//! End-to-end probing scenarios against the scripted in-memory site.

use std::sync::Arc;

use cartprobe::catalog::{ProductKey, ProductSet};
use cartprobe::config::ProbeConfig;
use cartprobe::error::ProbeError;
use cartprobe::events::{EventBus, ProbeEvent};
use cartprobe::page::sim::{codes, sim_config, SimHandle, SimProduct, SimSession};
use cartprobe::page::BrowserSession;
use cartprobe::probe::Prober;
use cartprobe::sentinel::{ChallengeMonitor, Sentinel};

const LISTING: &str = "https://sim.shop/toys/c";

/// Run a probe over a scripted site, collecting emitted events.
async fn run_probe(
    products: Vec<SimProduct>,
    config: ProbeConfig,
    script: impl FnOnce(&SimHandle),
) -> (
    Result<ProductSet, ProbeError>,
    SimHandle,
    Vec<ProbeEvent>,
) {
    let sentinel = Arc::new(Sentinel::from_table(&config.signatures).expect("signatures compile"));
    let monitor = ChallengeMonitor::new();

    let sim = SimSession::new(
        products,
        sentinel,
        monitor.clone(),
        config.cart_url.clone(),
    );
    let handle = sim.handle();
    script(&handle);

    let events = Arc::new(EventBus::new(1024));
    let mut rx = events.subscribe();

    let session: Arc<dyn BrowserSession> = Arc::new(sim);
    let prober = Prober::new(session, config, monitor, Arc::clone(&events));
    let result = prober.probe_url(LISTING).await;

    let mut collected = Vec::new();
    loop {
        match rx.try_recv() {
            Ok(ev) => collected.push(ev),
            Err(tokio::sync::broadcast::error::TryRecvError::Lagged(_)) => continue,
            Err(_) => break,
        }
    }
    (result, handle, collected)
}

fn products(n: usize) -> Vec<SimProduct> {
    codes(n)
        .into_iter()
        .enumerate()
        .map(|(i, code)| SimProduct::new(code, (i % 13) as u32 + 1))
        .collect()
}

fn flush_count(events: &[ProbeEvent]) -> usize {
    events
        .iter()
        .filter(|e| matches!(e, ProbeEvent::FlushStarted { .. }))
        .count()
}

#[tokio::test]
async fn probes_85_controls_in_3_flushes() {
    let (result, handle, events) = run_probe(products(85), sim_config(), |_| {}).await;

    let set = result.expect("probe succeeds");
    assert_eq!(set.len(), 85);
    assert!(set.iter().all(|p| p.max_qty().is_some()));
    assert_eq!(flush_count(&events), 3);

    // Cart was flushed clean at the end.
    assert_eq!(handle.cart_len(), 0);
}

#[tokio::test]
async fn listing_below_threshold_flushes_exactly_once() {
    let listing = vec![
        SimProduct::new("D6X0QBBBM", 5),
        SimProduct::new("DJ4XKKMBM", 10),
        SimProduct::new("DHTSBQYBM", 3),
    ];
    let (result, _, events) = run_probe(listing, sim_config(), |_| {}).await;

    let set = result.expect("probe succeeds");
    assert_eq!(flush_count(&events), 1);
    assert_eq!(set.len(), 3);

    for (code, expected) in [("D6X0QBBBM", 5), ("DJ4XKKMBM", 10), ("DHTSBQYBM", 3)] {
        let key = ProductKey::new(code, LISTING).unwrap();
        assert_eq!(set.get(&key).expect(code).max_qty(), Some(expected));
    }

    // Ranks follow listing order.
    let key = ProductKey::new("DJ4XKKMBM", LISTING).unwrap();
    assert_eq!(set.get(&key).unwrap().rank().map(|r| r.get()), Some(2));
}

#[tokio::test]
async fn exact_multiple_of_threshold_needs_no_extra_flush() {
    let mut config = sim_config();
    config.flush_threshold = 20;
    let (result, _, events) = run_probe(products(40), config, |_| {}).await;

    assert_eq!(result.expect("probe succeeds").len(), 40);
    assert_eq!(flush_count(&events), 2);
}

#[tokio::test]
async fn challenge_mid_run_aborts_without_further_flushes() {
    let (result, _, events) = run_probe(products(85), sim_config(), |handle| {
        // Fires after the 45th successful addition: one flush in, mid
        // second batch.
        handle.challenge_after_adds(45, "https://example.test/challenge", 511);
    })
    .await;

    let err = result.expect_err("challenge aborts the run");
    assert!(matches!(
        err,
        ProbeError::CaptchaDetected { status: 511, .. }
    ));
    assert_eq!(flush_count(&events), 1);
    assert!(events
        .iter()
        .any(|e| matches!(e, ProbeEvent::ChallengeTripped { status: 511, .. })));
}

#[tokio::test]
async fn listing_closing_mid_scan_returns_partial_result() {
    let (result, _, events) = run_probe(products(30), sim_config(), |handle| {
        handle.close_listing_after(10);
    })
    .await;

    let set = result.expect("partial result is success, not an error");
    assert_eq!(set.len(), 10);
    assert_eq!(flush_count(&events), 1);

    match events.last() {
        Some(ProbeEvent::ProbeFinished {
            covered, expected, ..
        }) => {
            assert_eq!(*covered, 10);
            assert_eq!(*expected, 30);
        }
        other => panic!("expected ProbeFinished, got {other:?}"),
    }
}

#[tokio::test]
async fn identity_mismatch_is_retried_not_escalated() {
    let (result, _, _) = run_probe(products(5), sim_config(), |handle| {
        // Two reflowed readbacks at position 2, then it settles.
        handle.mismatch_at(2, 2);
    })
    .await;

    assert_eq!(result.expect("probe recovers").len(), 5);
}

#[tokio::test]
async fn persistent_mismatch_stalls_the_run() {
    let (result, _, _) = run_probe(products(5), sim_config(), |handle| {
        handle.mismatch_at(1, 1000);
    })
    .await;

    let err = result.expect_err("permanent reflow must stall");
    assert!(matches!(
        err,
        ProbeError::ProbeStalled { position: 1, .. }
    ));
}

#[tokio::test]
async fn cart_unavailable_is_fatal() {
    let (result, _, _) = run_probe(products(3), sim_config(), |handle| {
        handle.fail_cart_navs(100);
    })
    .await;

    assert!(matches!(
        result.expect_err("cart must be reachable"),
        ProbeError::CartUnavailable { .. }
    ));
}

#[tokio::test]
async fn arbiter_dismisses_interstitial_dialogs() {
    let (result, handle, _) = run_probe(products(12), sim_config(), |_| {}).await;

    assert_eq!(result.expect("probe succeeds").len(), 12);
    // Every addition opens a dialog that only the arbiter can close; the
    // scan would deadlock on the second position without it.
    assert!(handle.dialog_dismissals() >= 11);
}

******

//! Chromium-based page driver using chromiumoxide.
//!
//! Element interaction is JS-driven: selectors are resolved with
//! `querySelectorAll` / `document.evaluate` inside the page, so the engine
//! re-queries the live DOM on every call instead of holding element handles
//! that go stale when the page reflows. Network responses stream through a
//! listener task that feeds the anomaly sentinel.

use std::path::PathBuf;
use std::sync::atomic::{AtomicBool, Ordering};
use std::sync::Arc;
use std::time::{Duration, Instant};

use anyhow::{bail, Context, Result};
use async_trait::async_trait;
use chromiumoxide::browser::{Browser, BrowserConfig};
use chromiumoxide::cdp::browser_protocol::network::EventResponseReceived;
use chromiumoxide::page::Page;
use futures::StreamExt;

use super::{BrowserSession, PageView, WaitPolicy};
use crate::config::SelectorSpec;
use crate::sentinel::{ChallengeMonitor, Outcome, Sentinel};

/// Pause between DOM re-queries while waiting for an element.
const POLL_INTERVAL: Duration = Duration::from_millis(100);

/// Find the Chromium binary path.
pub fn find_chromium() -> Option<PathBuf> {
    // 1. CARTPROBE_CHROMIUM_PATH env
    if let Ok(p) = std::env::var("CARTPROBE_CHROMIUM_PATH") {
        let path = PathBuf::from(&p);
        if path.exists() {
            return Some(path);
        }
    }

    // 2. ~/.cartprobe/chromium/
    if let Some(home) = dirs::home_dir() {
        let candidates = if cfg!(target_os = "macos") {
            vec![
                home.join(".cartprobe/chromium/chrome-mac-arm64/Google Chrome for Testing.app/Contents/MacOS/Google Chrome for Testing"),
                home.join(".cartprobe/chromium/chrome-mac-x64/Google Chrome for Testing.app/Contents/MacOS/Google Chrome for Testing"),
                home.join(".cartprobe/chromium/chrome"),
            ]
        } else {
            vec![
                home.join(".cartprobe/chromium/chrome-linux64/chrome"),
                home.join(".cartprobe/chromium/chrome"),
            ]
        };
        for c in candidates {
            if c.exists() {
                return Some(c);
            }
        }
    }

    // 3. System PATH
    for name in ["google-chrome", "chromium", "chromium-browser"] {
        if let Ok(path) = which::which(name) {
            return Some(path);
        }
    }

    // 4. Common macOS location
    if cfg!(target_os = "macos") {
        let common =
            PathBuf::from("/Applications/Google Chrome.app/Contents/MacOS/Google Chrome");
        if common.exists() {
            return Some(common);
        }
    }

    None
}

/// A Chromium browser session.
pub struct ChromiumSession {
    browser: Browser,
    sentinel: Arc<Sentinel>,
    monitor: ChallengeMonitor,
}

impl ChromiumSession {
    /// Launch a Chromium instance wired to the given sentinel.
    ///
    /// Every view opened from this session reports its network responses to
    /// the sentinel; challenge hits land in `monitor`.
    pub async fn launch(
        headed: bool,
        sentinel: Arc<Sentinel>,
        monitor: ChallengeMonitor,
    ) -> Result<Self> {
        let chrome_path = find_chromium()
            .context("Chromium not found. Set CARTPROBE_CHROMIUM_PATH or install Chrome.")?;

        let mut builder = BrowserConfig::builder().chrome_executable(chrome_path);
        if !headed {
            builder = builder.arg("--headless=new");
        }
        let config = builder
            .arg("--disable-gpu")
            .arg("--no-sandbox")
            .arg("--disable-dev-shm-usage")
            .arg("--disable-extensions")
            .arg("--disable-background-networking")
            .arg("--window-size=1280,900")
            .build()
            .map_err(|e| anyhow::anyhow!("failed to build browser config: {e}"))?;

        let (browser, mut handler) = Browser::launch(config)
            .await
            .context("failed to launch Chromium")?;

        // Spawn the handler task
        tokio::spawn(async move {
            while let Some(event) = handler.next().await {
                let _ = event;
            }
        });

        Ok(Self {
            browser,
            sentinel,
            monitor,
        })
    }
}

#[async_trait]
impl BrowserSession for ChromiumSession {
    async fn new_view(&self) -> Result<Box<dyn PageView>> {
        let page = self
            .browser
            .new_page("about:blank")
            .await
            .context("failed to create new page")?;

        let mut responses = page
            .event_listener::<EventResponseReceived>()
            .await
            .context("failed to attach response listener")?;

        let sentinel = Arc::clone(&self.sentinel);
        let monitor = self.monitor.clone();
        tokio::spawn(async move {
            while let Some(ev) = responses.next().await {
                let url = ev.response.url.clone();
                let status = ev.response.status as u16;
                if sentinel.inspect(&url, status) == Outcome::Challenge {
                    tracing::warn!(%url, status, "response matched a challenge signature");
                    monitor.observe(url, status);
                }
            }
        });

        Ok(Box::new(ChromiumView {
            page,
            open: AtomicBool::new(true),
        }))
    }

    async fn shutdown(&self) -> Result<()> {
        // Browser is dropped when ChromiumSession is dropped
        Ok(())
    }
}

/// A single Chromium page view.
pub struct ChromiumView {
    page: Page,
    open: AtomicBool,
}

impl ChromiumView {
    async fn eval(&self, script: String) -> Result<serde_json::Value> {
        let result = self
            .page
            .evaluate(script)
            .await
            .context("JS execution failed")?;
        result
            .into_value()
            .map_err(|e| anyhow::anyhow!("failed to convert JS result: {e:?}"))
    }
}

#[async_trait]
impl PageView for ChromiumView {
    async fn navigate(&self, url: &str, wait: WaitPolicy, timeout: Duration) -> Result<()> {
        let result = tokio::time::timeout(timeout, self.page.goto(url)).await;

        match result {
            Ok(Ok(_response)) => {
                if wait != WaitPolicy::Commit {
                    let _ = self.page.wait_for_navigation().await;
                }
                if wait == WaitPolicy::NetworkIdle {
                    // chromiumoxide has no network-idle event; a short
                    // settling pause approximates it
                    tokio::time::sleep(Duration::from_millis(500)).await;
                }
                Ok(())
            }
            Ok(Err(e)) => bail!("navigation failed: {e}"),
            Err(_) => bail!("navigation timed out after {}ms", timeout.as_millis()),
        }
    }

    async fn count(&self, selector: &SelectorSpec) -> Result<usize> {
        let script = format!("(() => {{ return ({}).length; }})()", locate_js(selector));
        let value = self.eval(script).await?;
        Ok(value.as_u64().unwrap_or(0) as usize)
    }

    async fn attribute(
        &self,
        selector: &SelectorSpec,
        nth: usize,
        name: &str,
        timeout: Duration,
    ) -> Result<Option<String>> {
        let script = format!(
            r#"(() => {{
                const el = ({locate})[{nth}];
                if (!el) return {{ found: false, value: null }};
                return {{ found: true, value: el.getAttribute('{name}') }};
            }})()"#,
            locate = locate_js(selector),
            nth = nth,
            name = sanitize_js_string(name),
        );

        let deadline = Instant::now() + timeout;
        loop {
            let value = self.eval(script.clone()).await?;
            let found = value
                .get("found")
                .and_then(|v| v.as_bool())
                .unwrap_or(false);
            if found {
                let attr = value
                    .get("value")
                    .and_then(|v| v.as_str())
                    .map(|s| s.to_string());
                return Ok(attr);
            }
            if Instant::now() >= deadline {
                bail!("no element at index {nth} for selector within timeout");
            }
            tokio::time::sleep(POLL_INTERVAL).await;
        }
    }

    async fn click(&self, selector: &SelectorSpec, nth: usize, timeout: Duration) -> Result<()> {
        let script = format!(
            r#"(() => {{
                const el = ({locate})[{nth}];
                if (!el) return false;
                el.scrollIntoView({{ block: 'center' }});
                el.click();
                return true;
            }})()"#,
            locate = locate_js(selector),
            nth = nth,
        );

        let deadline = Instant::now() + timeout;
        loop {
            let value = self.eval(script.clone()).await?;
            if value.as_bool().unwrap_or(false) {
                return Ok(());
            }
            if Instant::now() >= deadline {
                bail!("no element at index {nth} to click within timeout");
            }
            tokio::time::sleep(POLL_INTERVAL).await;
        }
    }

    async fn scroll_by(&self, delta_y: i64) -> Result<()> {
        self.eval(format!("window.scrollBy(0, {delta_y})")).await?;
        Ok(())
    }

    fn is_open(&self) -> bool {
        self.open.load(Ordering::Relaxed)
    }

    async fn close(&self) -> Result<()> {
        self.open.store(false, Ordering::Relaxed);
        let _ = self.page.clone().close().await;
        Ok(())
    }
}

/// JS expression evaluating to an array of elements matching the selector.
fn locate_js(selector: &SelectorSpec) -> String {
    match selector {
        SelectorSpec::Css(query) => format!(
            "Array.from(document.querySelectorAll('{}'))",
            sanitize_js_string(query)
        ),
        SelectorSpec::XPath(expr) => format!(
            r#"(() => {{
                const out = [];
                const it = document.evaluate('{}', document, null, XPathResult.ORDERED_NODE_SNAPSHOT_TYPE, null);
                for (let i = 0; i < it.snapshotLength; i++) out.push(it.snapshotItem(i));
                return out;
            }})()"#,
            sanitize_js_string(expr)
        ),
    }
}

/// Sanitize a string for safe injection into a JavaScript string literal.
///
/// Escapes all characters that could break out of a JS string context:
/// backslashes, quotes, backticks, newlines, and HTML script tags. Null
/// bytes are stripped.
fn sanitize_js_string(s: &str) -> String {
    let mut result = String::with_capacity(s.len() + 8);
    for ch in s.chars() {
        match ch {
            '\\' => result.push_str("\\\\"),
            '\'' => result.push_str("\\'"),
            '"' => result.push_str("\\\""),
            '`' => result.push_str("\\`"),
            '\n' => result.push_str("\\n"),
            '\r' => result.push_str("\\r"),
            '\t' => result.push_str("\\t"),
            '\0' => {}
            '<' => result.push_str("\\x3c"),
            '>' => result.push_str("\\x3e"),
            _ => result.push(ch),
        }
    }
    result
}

******

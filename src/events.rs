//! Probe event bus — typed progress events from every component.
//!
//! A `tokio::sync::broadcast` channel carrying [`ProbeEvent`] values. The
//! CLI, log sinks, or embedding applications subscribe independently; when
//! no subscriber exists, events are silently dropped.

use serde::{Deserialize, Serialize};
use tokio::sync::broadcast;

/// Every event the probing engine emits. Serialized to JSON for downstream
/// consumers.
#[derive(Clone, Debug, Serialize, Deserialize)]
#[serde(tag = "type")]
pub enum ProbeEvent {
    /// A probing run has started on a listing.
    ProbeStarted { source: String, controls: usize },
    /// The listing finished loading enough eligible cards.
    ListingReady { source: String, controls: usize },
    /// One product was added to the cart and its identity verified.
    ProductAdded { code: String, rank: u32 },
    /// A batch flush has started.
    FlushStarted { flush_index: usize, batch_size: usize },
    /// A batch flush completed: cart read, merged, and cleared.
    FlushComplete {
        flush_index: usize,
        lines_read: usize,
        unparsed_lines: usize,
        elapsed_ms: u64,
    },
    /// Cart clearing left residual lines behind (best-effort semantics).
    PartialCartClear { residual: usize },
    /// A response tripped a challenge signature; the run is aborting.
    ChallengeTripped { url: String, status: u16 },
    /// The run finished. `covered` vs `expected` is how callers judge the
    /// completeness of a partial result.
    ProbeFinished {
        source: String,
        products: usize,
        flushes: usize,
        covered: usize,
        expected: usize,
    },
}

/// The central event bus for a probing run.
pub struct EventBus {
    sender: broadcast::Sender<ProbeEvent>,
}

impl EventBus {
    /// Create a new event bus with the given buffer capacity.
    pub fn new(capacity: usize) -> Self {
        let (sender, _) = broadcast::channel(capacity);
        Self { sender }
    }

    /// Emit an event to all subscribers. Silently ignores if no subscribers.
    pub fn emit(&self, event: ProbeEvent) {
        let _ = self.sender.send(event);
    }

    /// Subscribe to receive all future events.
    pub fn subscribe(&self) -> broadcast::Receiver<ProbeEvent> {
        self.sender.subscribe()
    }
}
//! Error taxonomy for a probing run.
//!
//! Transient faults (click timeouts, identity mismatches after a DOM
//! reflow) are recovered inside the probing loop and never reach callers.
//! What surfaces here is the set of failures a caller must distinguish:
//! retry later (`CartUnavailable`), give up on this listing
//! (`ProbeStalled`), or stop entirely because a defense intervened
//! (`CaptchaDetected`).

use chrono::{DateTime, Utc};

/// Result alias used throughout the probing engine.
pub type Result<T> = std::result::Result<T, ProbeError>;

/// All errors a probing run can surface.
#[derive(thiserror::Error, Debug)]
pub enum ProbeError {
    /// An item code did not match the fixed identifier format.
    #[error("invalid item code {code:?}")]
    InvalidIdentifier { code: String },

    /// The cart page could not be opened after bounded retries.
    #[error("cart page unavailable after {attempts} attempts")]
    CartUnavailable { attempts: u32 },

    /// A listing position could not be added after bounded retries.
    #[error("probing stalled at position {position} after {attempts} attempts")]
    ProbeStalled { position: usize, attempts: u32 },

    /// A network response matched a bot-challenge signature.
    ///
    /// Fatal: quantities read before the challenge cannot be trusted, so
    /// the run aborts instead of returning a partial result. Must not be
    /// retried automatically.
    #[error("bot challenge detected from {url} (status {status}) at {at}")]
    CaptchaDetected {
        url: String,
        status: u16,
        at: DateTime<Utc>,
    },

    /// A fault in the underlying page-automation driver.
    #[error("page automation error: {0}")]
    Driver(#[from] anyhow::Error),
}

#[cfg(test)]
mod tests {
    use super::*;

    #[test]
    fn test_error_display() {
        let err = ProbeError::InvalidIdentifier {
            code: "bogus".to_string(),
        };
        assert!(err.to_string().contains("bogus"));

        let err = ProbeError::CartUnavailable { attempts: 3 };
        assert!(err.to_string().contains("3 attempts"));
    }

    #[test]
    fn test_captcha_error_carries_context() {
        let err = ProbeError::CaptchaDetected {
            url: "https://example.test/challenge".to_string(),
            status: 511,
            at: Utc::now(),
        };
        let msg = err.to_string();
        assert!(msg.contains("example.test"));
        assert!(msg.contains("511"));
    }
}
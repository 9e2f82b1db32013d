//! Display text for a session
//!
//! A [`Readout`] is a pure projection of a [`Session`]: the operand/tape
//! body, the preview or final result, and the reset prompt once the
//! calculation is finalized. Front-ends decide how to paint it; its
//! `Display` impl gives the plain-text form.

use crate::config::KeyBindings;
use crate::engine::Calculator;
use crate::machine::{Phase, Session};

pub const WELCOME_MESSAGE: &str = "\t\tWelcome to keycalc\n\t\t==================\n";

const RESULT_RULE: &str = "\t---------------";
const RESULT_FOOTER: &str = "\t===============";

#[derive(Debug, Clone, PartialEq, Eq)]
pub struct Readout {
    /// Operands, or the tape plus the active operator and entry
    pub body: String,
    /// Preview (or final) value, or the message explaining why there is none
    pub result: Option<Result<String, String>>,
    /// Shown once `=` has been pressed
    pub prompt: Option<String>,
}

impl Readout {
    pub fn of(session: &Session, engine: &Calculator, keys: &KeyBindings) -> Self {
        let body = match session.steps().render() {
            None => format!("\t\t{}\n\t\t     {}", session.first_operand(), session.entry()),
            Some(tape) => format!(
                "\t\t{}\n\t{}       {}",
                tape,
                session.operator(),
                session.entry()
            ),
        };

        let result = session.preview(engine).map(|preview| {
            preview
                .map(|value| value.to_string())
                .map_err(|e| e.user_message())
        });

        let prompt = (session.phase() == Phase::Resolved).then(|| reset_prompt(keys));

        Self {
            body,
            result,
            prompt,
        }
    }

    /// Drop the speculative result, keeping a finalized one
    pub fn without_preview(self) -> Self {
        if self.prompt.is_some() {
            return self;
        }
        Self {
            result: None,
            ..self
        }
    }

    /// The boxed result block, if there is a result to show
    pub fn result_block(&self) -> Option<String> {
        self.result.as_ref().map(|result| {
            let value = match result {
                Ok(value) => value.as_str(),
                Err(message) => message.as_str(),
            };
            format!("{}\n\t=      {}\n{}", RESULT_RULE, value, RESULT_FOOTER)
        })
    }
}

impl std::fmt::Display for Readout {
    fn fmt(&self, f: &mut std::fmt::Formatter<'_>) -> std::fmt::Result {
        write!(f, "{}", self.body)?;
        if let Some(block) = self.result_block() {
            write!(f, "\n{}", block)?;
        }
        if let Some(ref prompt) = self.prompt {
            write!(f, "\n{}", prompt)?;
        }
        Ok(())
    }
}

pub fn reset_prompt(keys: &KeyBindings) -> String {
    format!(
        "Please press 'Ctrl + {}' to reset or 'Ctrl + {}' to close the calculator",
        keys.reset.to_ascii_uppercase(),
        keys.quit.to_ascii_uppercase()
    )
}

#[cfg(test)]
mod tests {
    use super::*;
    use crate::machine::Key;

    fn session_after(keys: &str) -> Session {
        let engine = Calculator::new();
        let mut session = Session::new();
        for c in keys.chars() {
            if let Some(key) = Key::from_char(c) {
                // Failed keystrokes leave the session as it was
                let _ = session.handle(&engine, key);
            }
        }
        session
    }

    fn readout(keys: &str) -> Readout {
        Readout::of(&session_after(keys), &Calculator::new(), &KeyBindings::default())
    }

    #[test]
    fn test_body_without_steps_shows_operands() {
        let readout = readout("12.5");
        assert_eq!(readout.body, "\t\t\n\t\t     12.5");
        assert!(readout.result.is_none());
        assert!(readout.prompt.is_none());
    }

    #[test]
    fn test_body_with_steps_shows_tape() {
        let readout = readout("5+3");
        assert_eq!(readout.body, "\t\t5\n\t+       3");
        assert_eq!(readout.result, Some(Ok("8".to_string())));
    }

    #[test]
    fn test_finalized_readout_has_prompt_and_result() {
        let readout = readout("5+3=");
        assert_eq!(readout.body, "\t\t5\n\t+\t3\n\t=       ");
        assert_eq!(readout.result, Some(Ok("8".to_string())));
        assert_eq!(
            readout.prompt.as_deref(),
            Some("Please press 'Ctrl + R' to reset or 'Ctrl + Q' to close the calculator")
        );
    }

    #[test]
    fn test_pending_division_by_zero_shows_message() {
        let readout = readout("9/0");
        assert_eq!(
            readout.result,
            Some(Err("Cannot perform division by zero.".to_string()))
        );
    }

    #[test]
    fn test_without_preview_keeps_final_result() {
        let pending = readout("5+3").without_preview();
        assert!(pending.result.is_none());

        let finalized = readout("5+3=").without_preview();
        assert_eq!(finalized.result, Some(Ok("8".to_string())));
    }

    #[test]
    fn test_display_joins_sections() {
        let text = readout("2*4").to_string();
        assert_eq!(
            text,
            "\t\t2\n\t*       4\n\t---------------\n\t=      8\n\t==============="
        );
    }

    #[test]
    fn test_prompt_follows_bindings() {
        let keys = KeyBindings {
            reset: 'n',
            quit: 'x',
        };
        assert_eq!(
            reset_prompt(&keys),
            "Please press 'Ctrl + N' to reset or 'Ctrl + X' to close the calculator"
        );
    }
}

******

Instructions to follow:
Say how many lines of the data include the word "ProbeConfig". Respond with the number alone.

Reply to the exercise:
2